The largest troop movement through western Maryland during the Revolutionary War will be commemorated at an Historic Marker dedication on Thursday, May 28 at Nolands Ferry on the Potomac River in Frederick County.

The marker, entitled “Anthony Wayne’s Potomac Crossing,” is a cooperative venture between the Maryland Department of Transportation (MDOT) and the Sgt. Lawrence Everhart Chapter of the Sons of the American Revolution (SAR). Other partners in the dedication ceremony are the Maryland Two Fifty Commission, the Maryland Society of the Sons of the American Revolution, the Frederick County US Semiquincentennial Commission, and the Frederick and Carrollon Manor Chapters of the Daughters of the American Revolution (DAR).

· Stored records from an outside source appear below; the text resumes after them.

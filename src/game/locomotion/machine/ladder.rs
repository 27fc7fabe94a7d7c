// Ladder climbing

use std::rc::Rc;

use glam::Vec3;
use log::{debug, warn};

use super::{ActiveMode, LocomotionStateMachine};
use crate::engine::physics::{CollisionQuery, KinematicBody};
use crate::game::interactive::LadderAnchor;
use crate::game::locomotion::events::LocomotionEvent;
use crate::game::locomotion::state::{BaseMode, LadderDetachMethod};
use crate::util::math::project_onto;
use crate::util::Rotator;

/// Integrate `velocity` toward `input * max_speed`.
///
/// With input the velocity is steered onto the input direction and
/// accelerated; without it the speed bleeds off at `braking`.
pub fn calc_velocity(velocity: Vec3, input: Vec3, max_speed: f32, acceleration: f32, braking: f32, dt: f32) -> Vec3 {
    let input = input.clamp_length_max(1.0);

    if input.length_squared() <= 1e-8 {
        let speed = velocity.length();
        if speed <= f32::EPSILON {
            return Vec3::ZERO;
        }
        let braked = (speed - braking * dt).max(0.0);
        return velocity * (braked / speed);
    }

    let direction = input.normalize();
    let speed = velocity.length();
    let steered = direction * speed * velocity.dot(direction).signum();
    let accelerated = steered + input * acceleration * dt;
    accelerated.clamp_length_max(max_speed * input.length())
}

impl LocomotionStateMachine {
    /// Attach to `ladder`, facing it. Rejected while sliding or already on it.
    pub fn attach_to_ladder(&mut self, body: &mut KinematicBody, ladder: &Rc<dyn LadderAnchor>) -> bool {
        if self.flags.sliding {
            debug!("Ladder attach rejected while sliding");
            return false;
        }
        if let Some(current) = self.current_ladder() {
            if Rc::ptr_eq(&current, ladder) {
                return false;
            }
        }

        self.leave_custom_mode(body);

        let mut rotation = Rotator::from_direction(ladder.forward());
        rotation.yaw += 180.0;

        let location = if ladder.is_on_top() {
            ladder.top_attach_start_location()
        } else {
            let projection = (body.location() - ladder.location()).dot(ladder.up());
            ladder.location() + ladder.up() * projection + ladder.forward() * self.config.ladder.character_offset
        };

        body.set_rotation(rotation.normalized());
        body.set_location(location);
        body.set_velocity(Vec3::ZERO);
        self.install_custom_mode(body, ActiveMode::LadderClimb(Rc::downgrade(ladder)));
        true
    }

    /// Distance of `location` along the attached ladder's up axis.
    ///
    /// Panics if no ladder is attached.
    pub fn ladder_projection(&self, location: Vec3) -> f32 {
        let ladder = self
            .current_ladder()
            .expect("ladder_projection called with no ladder attached");
        (location - ladder.location()).dot(ladder.up())
    }

    /// Climbing speed over the maximum climbing speed, for animation.
    ///
    /// Panics if no ladder is attached.
    pub fn ladder_speed_ratio(&self, body: &KinematicBody) -> f32 {
        let ladder = self
            .current_ladder()
            .expect("ladder_speed_ratio called with no ladder attached");
        ladder.up().dot(body.velocity()) / self.config.ladder.climbing_max_speed
    }

    pub(super) fn phys_ladder(&mut self, body: &mut KinematicBody, world: &dyn CollisionQuery, dt: f32) {
        let Some(ladder) = self.current_ladder() else {
            warn!("Ladder dropped while climbing, falling off");
            self.detach_from_ladder(body, world, LadderDetachMethod::Fall);
            return;
        };

        let up = ladder.up();
        let input = project_onto(body.consume_input(), up);
        let velocity = calc_velocity(
            body.velocity(),
            input,
            self.max_speed(),
            self.config.speeds.max_acceleration,
            self.config.ladder.braking_deceleration,
            dt,
        );
        body.set_velocity(project_onto(velocity, up));

        let delta = body.velocity() * dt;
        let projection = self.ladder_projection(body.location() + delta);

        if projection < self.config.ladder.min_bottom_offset {
            self.detach_from_ladder(body, world, LadderDetachMethod::ReachingBottom);
            return;
        }
        if projection > ladder.height() - self.config.ladder.max_top_offset {
            self.detach_from_ladder(body, world, LadderDetachMethod::ReachingTop);
            return;
        }

        let rotation = body.rotation();
        let hit = body.move_by(world, delta, rotation, true);

        // Standing on walkable ground at the foot of the ladder
        let descending = delta.dot(up) < 0.0;
        if let Some(hit) = hit.filter(|h| descending && h.impact_normal.z >= self.config.speeds.walkable_floor_z) {
            log::trace!("Ladder descent blocked by floor at {:?}", hit.impact_point);
            self.detach_from_ladder(body, world, LadderDetachMethod::ReachingBottom);
        }
    }

    /// Leave the ladder. `ReachingTop` mantles onto the ledge above and fails
    /// (staying attached) when there is none.
    pub fn detach_from_ladder(
        &mut self,
        body: &mut KinematicBody,
        world: &dyn CollisionQuery,
        method: LadderDetachMethod,
    ) -> bool {
        if !self.is_on_ladder() {
            return false;
        }

        match method {
            LadderDetachMethod::JumpOff => {
                let forward = self.current_ladder().map_or(-body.forward(), |l| l.forward());
                self.leave_custom_mode(body);
                self.set_base_mode(body, BaseMode::Airborne);

                let velocity = forward * self.config.ladder.jump_off_speed;
                body.launch(velocity);
                self.forced_rotation.install(Rotator::from_direction(forward));
                self.events.push(LocomotionEvent::Launched(velocity));
            }
            LadderDetachMethod::ReachingTop => {
                if !self.try_mantle(body, world, true) {
                    debug!("Reached ladder top with no ledge, holding");
                    body.set_velocity(Vec3::ZERO);
                    return false;
                }
            }
            LadderDetachMethod::ReachingBottom => {
                self.leave_custom_mode(body);
                self.set_base_mode(body, BaseMode::Grounded);
            }
            LadderDetachMethod::Fall => {
                self.leave_custom_mode(body);
                self.set_base_mode(body, BaseMode::Airborne);
            }
        }

        debug!("Detached from ladder: {:?}", method);
        self.events.push(LocomotionEvent::DetachedFromLadder(method));
        true
    }
}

The dedication ceremony will be held at the Nolands Ferry Picnic Area of the C&O Canal Park, Tuscarora, Maryland, reached via New Design Road about two miles south of MD Route 28. After the ceremony, MDOT will install the marker in its permanent location at the intersection of MD Route 28 and New Design Road.

The Nolands Ferry historic marker will be the second in Frederick County, and the third in western Maryland, after previous marker installations at the Bruceville Encampment site in Carroll County, and at the Monocacy River encampment site in the City of Frederick’s Riverside Park. A fourth marker is planned for a site near the Hessian Barracks in Frederick.

The May 28 ceremony will begin at 2:00 p.m. and is free and open to the public. For further information, contact Michael Moore at 301-676-9562, or Edward Spannaus at 301-969-8001.

The text of the marker is as follows: ANTHONY WAYNE’S POTOMAC CROSSING ON MAY 31, 1781, GEN. ANTHONY WAYNE AND AROUND 1,100 PENNSYLVANIA CONTINENTAL TROOPS, CROSSED THE POTOMAC RIVER AT NOLAND’S FERRY, LOSING 4 MEN TO DROWNING, ON THEIR WAY TO REINFORCE THE MARQUIS DE LAFAYETTE IN VIRGINIA. THEY MET LAFAYETTE’S TROOPS SOUTH OF THE RAPIDAN RIVER NEAR CHARLOTTESVILLE ON JUNE 10TH. FACING LAFAYETTE’S AND WAYNE’S COMBINED FORCES, BRITISH GENERAL CHARLES CORNWALLIS WITHDREW TO YORKTOWN. HE SURRENDERED OCTOBER 19TH.